Do Capitalismo (III)



Os Síndicos da Guilda dos Fabricantes de Tecidos, 1662 (Rembrandt) 
   A economia francesa do século XVII caracterizou-se pela ascensão e consolidação do mercantilismo baseado na manufatura e na expansão colonial de iniciativa estatal sustentada pela aliança da alta burguesia com a monarquia absolutista que com Luís XIV atingiu o seu auge. Época de grave depressão económica marcada por sublevações, quer dos camponeses quer dos assalariados urbanos contra a extorsão fiscal multifacetada e o dízimo eclesiástico, com perseguição e bárbaro assassinato dos cobradores de impostos.
Montchrestien, filho de um boticário que convive com a nobreza, no seu Traité d’Economie Politique publicado em 1616, defende que a riqueza do Estado não é possível sem a riqueza da burguesia justificando assim o amor e a procura do lucro pelos mercadores nacionais como forma de proporcionar o enriquecimento do Estado. Em simultâneo, sintetizando o pensamento mercantilista, preconiza medidas de incentivo à produção nacional para travar a descapitalização do reino pelos mercadores estrangeiros, a criação e expansão por todas as províncias de França de oficinas de artes e ofícios e, por fim, a expansão colonial, para “dar a conhecer o nome de Deus, nosso criador, aos povos bárbaros privados de civilização..prontos a submeter-se-nos para que, através dos santos ensinamentos e dos bons exemplos, os encaminhemos para a via da salvação”.
Richelieu, primeiro-ministro de 1624 a 1642, cargo a que ascendeu na sequência do assassinato de Henrique IV e da regência de Maria de Médicis, procedeu à organização e consolidação do Estado absolutista, dominando as classes poderosas e os contestatários, incentivando os conflitos contra os inimigos externos de França, os Habsbusgo, investindo nas infraestruturas públicas, estradas, canais e portos, na restauração da agricultura, das manufaturas, na marinha mercante e, particularmente, nas companhias de comércio.

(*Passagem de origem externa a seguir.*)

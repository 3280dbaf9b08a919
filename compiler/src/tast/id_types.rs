//! Identifier newtypes shared by the typed tree and the lowered tree
//!
//! Every identifier is a `u32` wrapper. `u32::MAX` is reserved as the
//! invalid sentinel so that identifiers can be defaulted without wrapping
//! them in `Option` at every use site.

use serde::Serialize;
use std::fmt;

/// Defines a `u32`-backed identifier with sentinel, ordering and display support.
macro_rules! define_id_type {
    (
        $(#[$meta:meta])*
        $name:ident
    ) => {
        $(#[$meta])*
        #[derive(Debug, Clone, Copy, PartialEq, Eq, Hash, PartialOrd, Ord, Serialize)]
        pub struct $name(pub(crate) u32);

        impl $name {
            pub const fn from_raw(raw: u32) -> Self {
                Self(raw)
            }

            pub const fn as_raw(self) -> u32 {
                self.0
            }

            pub const fn is_valid(self) -> bool {
                self.0 != u32::MAX
            }

            pub const fn invalid() -> Self {
                Self(u32::MAX)
            }

            /// The identifier that follows this one in allocation order
            pub const fn next(self) -> Self {
                Self(self.0.wrapping_add(1))
            }

            /// Index into a dense arena
            pub const fn index(self) -> usize {
                self.0 as usize
            }
        }

        impl Default for $name {
            fn default() -> Self {
                Self::invalid()
            }
        }

        impl fmt::Display for $name {
            fn fmt(&self, f: &mut fmt::Formatter<'_>) -> fmt::Result {
                if self.is_valid() {
                    write!(f, "{}({})", stringify!($name), self.0)
                } else {
                    write!(f, "{}(<invalid>)", stringify!($name))
                }
            }
        }

        impl From<u32> for $name {
            fn from(raw: u32) -> Self {
                Self::from_raw(raw)
            }
        }
    };
}

pub(crate) use define_id_type;

define_id_type! {
    /// Identity of a resolved source declaration (class, function, property,
    /// parameter, local variable, ...).
    ///
    /// Resolution assigns one per declaration; every resolved reference in the
    /// typed tree points at one of these.
    SymbolId
}

define_id_type! {
    /// Identity of a source loop, used by `break`/`continue` to name their target
    LoopId
}
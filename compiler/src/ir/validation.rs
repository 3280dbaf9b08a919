//! Lowered tree validation
//!
//! Checks the ownership invariants of a lowered file before it is handed
//! on: every declaration reachable from the file has exactly one parent,
//! that parent lists it, and synthesized stubs carry no body.

use super::{IrArena, IrDeclId, IrDeclarationKind, IrDeclarationOrigin};
use crate::lower::error::{LoweringError, LoweringResult};
use fxhash::FxHashSet;
use std::fmt;

#[derive(Debug, Clone, PartialEq, Eq)]
pub struct ValidationError {
    pub kind: ValidationErrorKind,
    pub declaration: IrDeclId,
}

#[derive(Debug, Clone, PartialEq, Eq)]
pub enum ValidationErrorKind {
    /// The unit root is not a file
    NotAFile,

    /// Referenced declaration was never allocated
    Dangling,

    /// Declaration reached from `owner` records another parent
    WrongParent {
        owner: IrDeclId,
        recorded: Option<IrDeclId>,
    },

    /// Declaration reached from two owners
    MultipleOwners { first: IrDeclId, second: IrDeclId },

    /// Fake override with a body
    FakeOverrideWithBody,
}

impl fmt::Display for ValidationError {
    fn fmt(&self, f: &mut fmt::Formatter<'_>) -> fmt::Result {
        match &self.kind {
            ValidationErrorKind::NotAFile => write!(f, "{} is not a file", self.declaration),
            ValidationErrorKind::Dangling => write!(f, "{} is not allocated", self.declaration),
            ValidationErrorKind::WrongParent { owner, recorded } => match recorded {
                Some(recorded) => write!(
                    f,
                    "{} is owned by {} but records {} as parent",
                    self.declaration, owner, recorded
                ),
                None => write!(
                    f,
                    "{} is owned by {} but records no parent",
                    self.declaration, owner
                ),
            },
            ValidationErrorKind::MultipleOwners { first, second } => write!(
                f,
                "{} is owned by both {} and {}",
                self.declaration, first, second
            ),
            ValidationErrorKind::FakeOverrideWithBody => {
                write!(f, "fake override {} has a body", self.declaration)
            }
        }
    }
}

/// Validate the tree rooted at `file`
pub fn validate_file(arena: &IrArena, file: IrDeclId) -> Result<(), Vec<ValidationError>> {
    let mut errors = Vec::new();
    match arena.get(file).map(|decl| &decl.kind) {
        Some(IrDeclarationKind::File(_)) => {}
        Some(_) => {
            errors.push(ValidationError {
                kind: ValidationErrorKind::NotAFile,
                declaration: file,
            });
            return Err(errors);
        }
        None => {
            errors.push(ValidationError {
                kind: ValidationErrorKind::Dangling,
                declaration: file,
            });
            return Err(errors);
        }
    }

    // owner of every visited declaration
    let mut owners = fxhash::FxHashMap::default();
    let mut visited = FxHashSet::default();
    visited.insert(file);
    let mut worklist = vec![file];

    while let Some(owner) = worklist.pop() {
        for child in arena.children(owner) {
            let Some(declaration) = arena.get(child) else {
                errors.push(ValidationError {
                    kind: ValidationErrorKind::Dangling,
                    declaration: child,
                });
                continue;
            };
            if let Some(first) = owners.insert(child, owner) {
                errors.push(ValidationError {
                    kind: ValidationErrorKind::MultipleOwners {
                        first,
                        second: owner,
                    },
                    declaration: child,
                });
                continue;
            }
            if declaration.parent != Some(owner) {
                errors.push(ValidationError {
                    kind: ValidationErrorKind::WrongParent {
                        owner,
                        recorded: declaration.parent,
                    },
                    declaration: child,
                });
            }
            if declaration.origin == IrDeclarationOrigin::FakeOverride
                && matches!(&declaration.kind, IrDeclarationKind::Function(f) if f.body.is_some())
            {
                errors.push(ValidationError {
                    kind: ValidationErrorKind::FakeOverrideWithBody,
                    declaration: child,
                });
            }
            if visited.insert(child) {
                worklist.push(child);
            }
        }
    }

    if errors.is_empty() {
        Ok(())
    } else {
        Err(errors)
    }
}

/// [`validate_file`] folded into a single [`LoweringError::InvalidTree`]
pub fn ensure_valid(arena: &IrArena, file: IrDeclId) -> LoweringResult<()> {
    validate_file(arena, file).map_err(|errors| {
        let messages: Vec<String> = errors.iter().map(ToString::to_string).collect();
        LoweringError::InvalidTree(messages.join("; "))
    })
}

#[cfg(test)]
mod tests {
    use super::*;
    use crate::ir::{IrFile, IrVariable, IrType};
    use crate::tast::SourceLocation;

    fn alloc_file(arena: &mut IrArena) -> IrDeclId {
        arena.alloc(
            IrDeclarationOrigin::Defined,
            SourceLocation::unknown(),
            IrDeclarationKind::File(IrFile {
                name: "f.kt".to_string(),
                package: Vec::new(),
                declarations: Vec::new(),
            }),
        )
    }

    #[test]
    fn accepts_attached_children() {
        let mut arena = IrArena::new();
        let file = alloc_file(&mut arena);
        let variable = arena.alloc(
            IrDeclarationOrigin::Defined,
            SourceLocation::unknown(),
            IrDeclarationKind::Variable(IrVariable {
                name: "v".to_string(),
                ty: IrType::unit(),
                is_mutable: false,
                initializer: None,
            }),
        );
        arena.attach(file, variable).unwrap();
        assert!(validate_file(&arena, file).is_ok());
    }

    #[test]
    fn reports_a_child_without_its_parent_link() {
        let mut arena = IrArena::new();
        let file = alloc_file(&mut arena);
        let other = alloc_file(&mut arena);
        if let Some(IrDeclarationKind::File(f)) = arena.get_mut(file).map(|d| &mut d.kind) {
            f.declarations.push(other);
        }
        let errors = validate_file(&arena, file).unwrap_err();
        assert_eq!(
            errors[0].kind,
            ValidationErrorKind::WrongParent {
                owner: file,
                recorded: None
            }
        );
        assert!(matches!(
            ensure_valid(&arena, file),
            Err(LoweringError::InvalidTree(_))
        ));
    }
}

Profundo conhecedor das coisas do mar, Richelieu preconizou o crescimento das companhias de mercadores, pela via da fusão, com atribuição de fortes privilégios, e do forte investimento régio numa marinha de guerra capaz de os proteger, e à França, de ameaças externas.
Apesar do fracasso de algumas companhias, outras tiveram sucesso, casos da Companhia dos Cem Sócios (Canadá), da Companhia da Cabo Verde (Senegal), da Companhia da ilhas da América (Antilhas), da Companhia das Índias Orientais (Madagáscar). Em 1628 estabelece-se em Argel uma feitoria francesa.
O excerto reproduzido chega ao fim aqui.